KnowledgeToolSet#
The KnowledgeToolSet provides comprehensive knowledge base management with hybrid retrieval (vector + BM25 + reranking) using Qdrant.
Overview#
Key features:
Collection Management: Create, list, and delete knowledge collections
Source Management: Add files, folders, or URLs to collections
Hybrid Retrieval: Vector + BM25 + FlashRank reranking
Metadata Extraction: Optional title, keyword, and summary extraction via LLM
Chat Configuration: Per-session active collections and auto-search settings
Async Processing: Background document indexing with progress tracking
Basic Usage#
from pantheon.agent import Agent
from pantheon.toolsets import KnowledgeToolSet
# Create knowledge toolset
knowledge_tools = KnowledgeToolSet(
name="knowledge",
config_path="path/to/config.json" # Optional
)
# Create agent and add toolset at runtime
agent = Agent(
name="researcher",
instructions="You can search and manage knowledge bases."
)
await agent.toolset(knowledge_tools)
await agent.chat()
Constructor Parameters#
Parameter |
Type |
Description |
|---|---|---|
|
str |
Name of the toolset (default: “knowledge”) |
|
str | None |
Path to configuration file. Uses default settings if not provided. |
Tools Reference#
search_knowledge#
Search the knowledge base with hybrid retrieval.
result = await knowledge_tools.search_knowledge(
query="What is machine learning?",
top_k=5, # Number of results
collection_ids=None, # Use session's active collections
use_hybrid=True # Enable hybrid retrieval
)
Parameters:
query: Search query texttop_k: Number of results to return (default: 5)collection_ids: Optional list of collection IDs. Uses session’s active collections if not specified.use_hybrid: Whether to use hybrid retrieval (default: True)
Returns:
{
"success": True,
"results": [
{
"id": "node_abc123",
"text": "Machine learning is...",
"metadata": {"source_name": "ml_intro.pdf", ...},
"score": 0.95,
"collection_id": "col_xyz789"
}
],
"searched_collections": ["col_xyz789"]
}
Collection Management (Internal)#
These methods are marked exclude=True and used by UI/API:
list_collections
result = await knowledge_tools.list_collections()
# Returns: {"success": True, "collections": [...], "total": 5}
create_collection
result = await knowledge_tools.create_collection(
name="Research Papers",
description="Academic papers collection"
)
# Returns: {"success": True, "collection": {...}}
delete_collection
result = await knowledge_tools.delete_collection(
collection_id="col_abc123"
)
# Returns: {"success": True}
Source Management (Internal)#
add_sources
# Add single source
result = await knowledge_tools.add_sources(
collection_id="col_abc123",
sources={"type": "file", "path": "/path/to/doc.pdf"}
)
# Add multiple sources
result = await knowledge_tools.add_sources(
collection_id="col_abc123",
sources=[
{"type": "file", "path": "/path/to/doc1.pdf"},
{"type": "folder", "path": "/path/to/docs/"},
]
)
# Returns: {"success": True, "source_ids": [...], "message": "..."}
Source types:
file: Single file (PDF, TXT, MD, DOCX, etc.)folder: Directory with documents (recursive scan)url: Web URL (not yet implemented)
list_sources
result = await knowledge_tools.list_sources(
collection_id="col_abc123"
)
# Returns: {"success": True, "sources": [...], "total": 3}
remove_source
result = await knowledge_tools.remove_source(
collection_id="col_abc123",
source_id="src_xyz789"
)
# Returns: {"success": True}
Chat Configuration (Internal)#
get_chat_knowledge
result = await knowledge_tools.get_chat_knowledge()
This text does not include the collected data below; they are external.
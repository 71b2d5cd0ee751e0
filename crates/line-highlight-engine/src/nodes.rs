//! Rendered node tree handed to the render hook.
//!
//! A [`Block`] is one top-level rendered element (paragraph, heading, list
//! item...). Its children are inline [`Node`]s: text runs, explicit line
//! breaks and nested elements.

use html_escape::{encode_double_quoted_attribute, encode_text};

/// An inline node inside a rendered block.
#[derive(Debug, Clone, PartialEq, Eq)]
pub enum Node {
    /// A run of text.
    Text(String),
    /// An explicit line break separating logical lines.
    Break,
    /// A nested element such as `em`, `code` or `span`.
    Element(Element),
}

impl Node {
    pub fn text(s: impl Into<String>) -> Self {
        Node::Text(s.into())
    }

    /// Visible text of this node, descending into nested elements.
    /// Breaks contribute nothing.
    pub fn text_content(&self) -> String {
        let mut out = String::new();
        self.push_text_content(&mut out);
        out
    }

    pub(crate) fn push_text_content(&self, out: &mut String) {
        match self {
            Node::Text(t) => out.push_str(t),
            Node::Break => {}
            Node::Element(el) => {
                for child in &el.children {
                    child.push_text_content(out);
                }
            }
        }
    }

    pub fn to_html(&self) -> String {
        let mut out = String::new();
        self.write_html(&mut out);
        out
    }

    fn write_html(&self, out: &mut String) {
        match self {
            Node::Text(t) => out.push_str(&encode_text(t)),
            Node::Break => out.push_str("<br>"),
            Node::Element(el) => el.write_html(out),
        }
    }
}

impl From<Element> for Node {
    fn from(el: Element) -> Self {
        Node::Element(el)
    }
}

/// A nested element with ordered attributes.
#[derive(Debug, Clone, PartialEq, Eq)]
pub struct Element {
    pub tag: String,
    pub attrs: Vec<(String, String)>,
    pub children: Vec<Node>,
}

/// Elements that never have children or a closing tag.
const VOID_TAGS: &[&str] = &["br", "hr", "img"];

impl Element {
    pub fn new(tag: impl Into<String>) -> Self {
        Self {
            tag: tag.into(),
            attrs: Vec::new(),
            children: Vec::new(),
        }
    }

    pub fn with_attr(mut self, name: impl Into<String>, value: impl Into<String>) -> Self {
        self.attrs.push((name.into(), value.into()));
        self
    }

    pub fn with_class(self, class: impl Into<String>) -> Self {
        self.with_attr("class", class)
    }

    pub fn with_style(self, style: impl Into<String>) -> Self {
        self.with_attr("style", style)
    }

    pub fn with_child(mut self, child: impl Into<Node>) -> Self {
        self.children.push(child.into());
        self
    }

    pub fn with_children(mut self, children: impl IntoIterator<Item = Node>) -> Self {
        self.children.extend(children);
        self
    }

    /// Value of the first attribute with this name.
    pub fn attr(&self, name: &str) -> Option<&str> {
        self.attrs
            .iter()
            .find(|(n, _)| n == name)
            .map(|(_, v)| v.as_str())
    }

    pub fn has_class(&self, class: &str) -> bool {
        self.attr("class")
            .is_some_and(|classes| classes.split_whitespace().any(|c| c == class))
    }

    fn write_html(&self, out: &mut String) {
        out.push('<');
        out.push_str(&self.tag);
        for (name, value) in &self.attrs {
            out.push(' ');
            out.push_str(name);
            out.push_str("=\"");
            out.push_str(&encode_double_quoted_attribute(value));
            out.push('"');
        }
        out.push('>');
        if VOID_TAGS.contains(&self.tag.as_str()) {
            return;
        }
        for child in &self.children {
            child.write_html(out);
        }
        out.push_str("</");
        out.push_str(&self.tag);
        out.push('>');
    }
}

/// Kind of a top-level rendered block.
#[derive(Debug, Clone, PartialEq, Eq)]
pub enum BlockKind {
    Paragraph,
    Heading(u8),
    ListItem { depth: usize, ordered: bool },
    BlockQuote,
    CodeBlock { lang: Option<String> },
    Table,
    ThematicBreak,
    Html,
    Style,
    Script,
}

impl BlockKind {
    /// Prose blocks hold lines of text that may carry markers. Everything else
    /// is left alone by the render hook.
    pub fn is_prose(&self) -> bool {
        matches!(
            self,
            BlockKind::Paragraph
                | BlockKind::Heading(_)
                | BlockKind::ListItem { .. }
                | BlockKind::BlockQuote
        )
    }
}

/// One top-level rendered block.
#[derive(Debug, Clone, PartialEq, Eq)]
pub struct Block {
    pub kind: BlockKind,
    pub children: Vec<Node>,
}

impl Block {
    pub fn new(kind: BlockKind, children: Vec<Node>) -> Self {
        Self { kind, children }
    }

    pub fn paragraph(children: Vec<Node>) -> Self {
        Self::new(BlockKind::Paragraph, children)
    }

    pub fn text_content(&self) -> String {
        let mut out = String::new();
        for child in &self.children {
            child.push_text_content(&mut out);
        }
        out
    }

    /// Number of explicit line breaks directly inside this block.
    pub fn break_count(&self) -> usize {
        self.children
            .iter()
            .filter(|n| matches!(n, Node::Break))
            .count()
    }

    pub fn to_html(&self) -> String {
        let mut out = String::new();
        self.write_html(&mut out);
        out
    }

    fn write_children(&self, out: &mut String) {
        for child in &self.children {
            child.write_html(out);
        }
    }

    fn write_html(&self, out: &mut String) {
        match &self.kind {
            BlockKind::Paragraph => wrap(out, "<p>", "</p>", |o| self.write_children(o)),
            BlockKind::Heading(level) => {
                let level = (*level).clamp(1, 6);
                out.push_str(&format!("<h{level}>"));
                self.write_children(out);
                out.push_str(&format!("</h{level}>"));
            }
            BlockKind::ListItem { depth, .. } => {
                if *depth == 0 {
                    out.push_str("<li>");
                } else {
                    out.push_str(&format!("<li class=\"hl-depth-{depth}\">"));
                }
                self.write_children(out);
                out.push_str("</li>");
            }
            BlockKind::BlockQuote => wrap(out, "<blockquote><p>", "</p></blockquote>", |o| {
                self.write_children(o)
            }),
            BlockKind::CodeBlock { lang } => {
                match lang {
                    Some(lang) => out.push_str(&format!(
                        "<pre><code class=\"language-{}\">",
                        encode_double_quoted_attribute(lang)
                    )),
                    None => out.push_str("<pre><code>"),
                }
                out.push_str(&encode_text(&self.text_content()));
                out.push_str("</code></pre>");
            }
            BlockKind::Table => wrap(out, "<table>", "</table>", |o| self.write_children(o)),
            BlockKind::ThematicBreak => out.push_str("<hr>"),
            BlockKind::Html | BlockKind::Style | BlockKind::Script => {
                out.push_str("<pre class=\"hl-raw-html\">");
                out.push_str(&encode_text(&self.text_content()));
                out.push_str("</pre>");
            }
        }
    }
}

fn wrap(out: &mut String, open: &str, close: &str, body: impl FnOnce(&mut String)) {
    out.push_str(open);
    body(out);
    out.push_str(close);
}

/// Serialize a rendered document, grouping consecutive list items into lists.
pub fn render_document_html(blocks: &[Block]) -> String {
    let mut out = String::new();
    let mut open_list: Option<bool> = None;

    for block in blocks {
        let ordered = match block.kind {
            BlockKind::ListItem { ordered, .. } => Some(ordered),
            _ => None,
        };
        if open_list.is_some() && open_list != ordered {
            close_list(&mut out, open_list.take());
        }
        if let Some(ordered) = ordered
            && open_list.is_none()
        {
            out.push_str(if ordered { "<ol>" } else { "<ul>" });
            open_list = Some(ordered);
        }
        block.write_html(&mut out);
    }
    close_list(&mut out, open_list);
    out
}

fn close_list(out: &mut String, list: Option<bool>) {
    match list {
        Some(true) => out.push_str("</ol>"),
        Some(false) => out.push_str("</ul>"),
        None => {}
    }
}

#[cfg(test)]
mod tests {
    use super::*;
    use pretty_assertions::assert_eq;

    #[test]
    fn text_content_descends_into_elements() {
        let node = Node::Element(
            Element::new("em")
                .with_child(Node::text("a"))
                .with_child(Element::new("strong").with_child(Node::text("b"))),
        );
        assert_eq!(node.text_content(), "ab");
    }

    #[test]
    fn html_escapes_text_and_attributes() {
        let el = Element::new("a")
            .with_attr("href", "x\"y")
            .with_child(Node::text("<b> & co"));
        assert_eq!(
            Node::from(el).to_html(),
            "<a href=\"x&quot;y\">&lt;b&gt; &amp; co</a>"
        );
    }

    #[test]
    fn has_class_matches_whole_words() {
        let el = Element::new("span").with_class("hl-palette-dot clear");
        assert!(el.has_class("clear"));
        assert!(el.has_class("hl-palette-dot"));
        assert!(!el.has_class("hl-palette"));
    }

    #[test]
    fn list_items_are_grouped() {
        let blocks = vec![
            Block::paragraph(vec![Node::text("intro")]),
            Block::new(
                BlockKind::ListItem {
                    depth: 0,
                    ordered: false,
                },
                vec![Node::text("one")],
            ),
            Block::new(
                BlockKind::ListItem {
                    depth: 1,
                    ordered: false,
                },
                vec![Node::text("two")],
            ),
            Block::new(BlockKind::ThematicBreak, vec![]),
        ];
        assert_eq!(
            render_document_html(&blocks),
            "<p>intro</p><ul><li>one</li><li class=\"hl-depth-1\">two</li></ul><hr>"
        );
    }

    #[test]
    fn only_prose_blocks_are_eligible() {
        assert!(BlockKind::Paragraph.is_prose());
        assert!(BlockKind::Heading(2).is_prose());
        assert!(BlockKind::BlockQuote.is_prose());
        assert!(!BlockKind::CodeBlock { lang: None }.is_prose());
        assert!(!BlockKind::Table.is_prose());
        assert!(!BlockKind::Style.is_prose());
        assert!(!BlockKind::Script.is_prose());
    }
}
# Returns current session's knowledge config
enable_collection / disable_collection
await knowledge_tools.enable_collection(collection_id="col_abc123")
await knowledge_tools.disable_collection(collection_id="col_abc123")
set_auto_search
await knowledge_tools.set_auto_search(enabled=True)
Configuration#
The toolset uses a configuration file with the following structure:
{
"knowledge": {
"embedding": {
"model": "text-embedding-3-small"
},
"chunking": {
"chunk_size": 512,
"chunk_overlap": 50
},
"retrieval": {
"use_reranker": true,
"hybrid_alpha": 0.5
},
"metadata": {
"path": ".pantheon/knowledge/metadata.json",
"extract_title": false,
"extract_keywords": false,
"extract_summary": false
}
}
}
Architecture#
The toolset uses a multi-layer architecture:
KnowledgeToolSet: Tool interface and metadata management
VectorStoreBackend: Qdrant-based vector storage with hybrid search
LlamaIndex: Document loading, chunking, and metadata extraction
Retrieval Pipeline:
Query → Dense + Sparse embeddings
Qdrant hybrid search (vector + BM25)
FlashRank reranking
Results returned with metadata
Examples#
Building a Research Assistant#
from pantheon.agent import Agent
from pantheon.toolsets import KnowledgeToolSet, FileManagerToolSet
knowledge_tools = KnowledgeToolSet(name="knowledge")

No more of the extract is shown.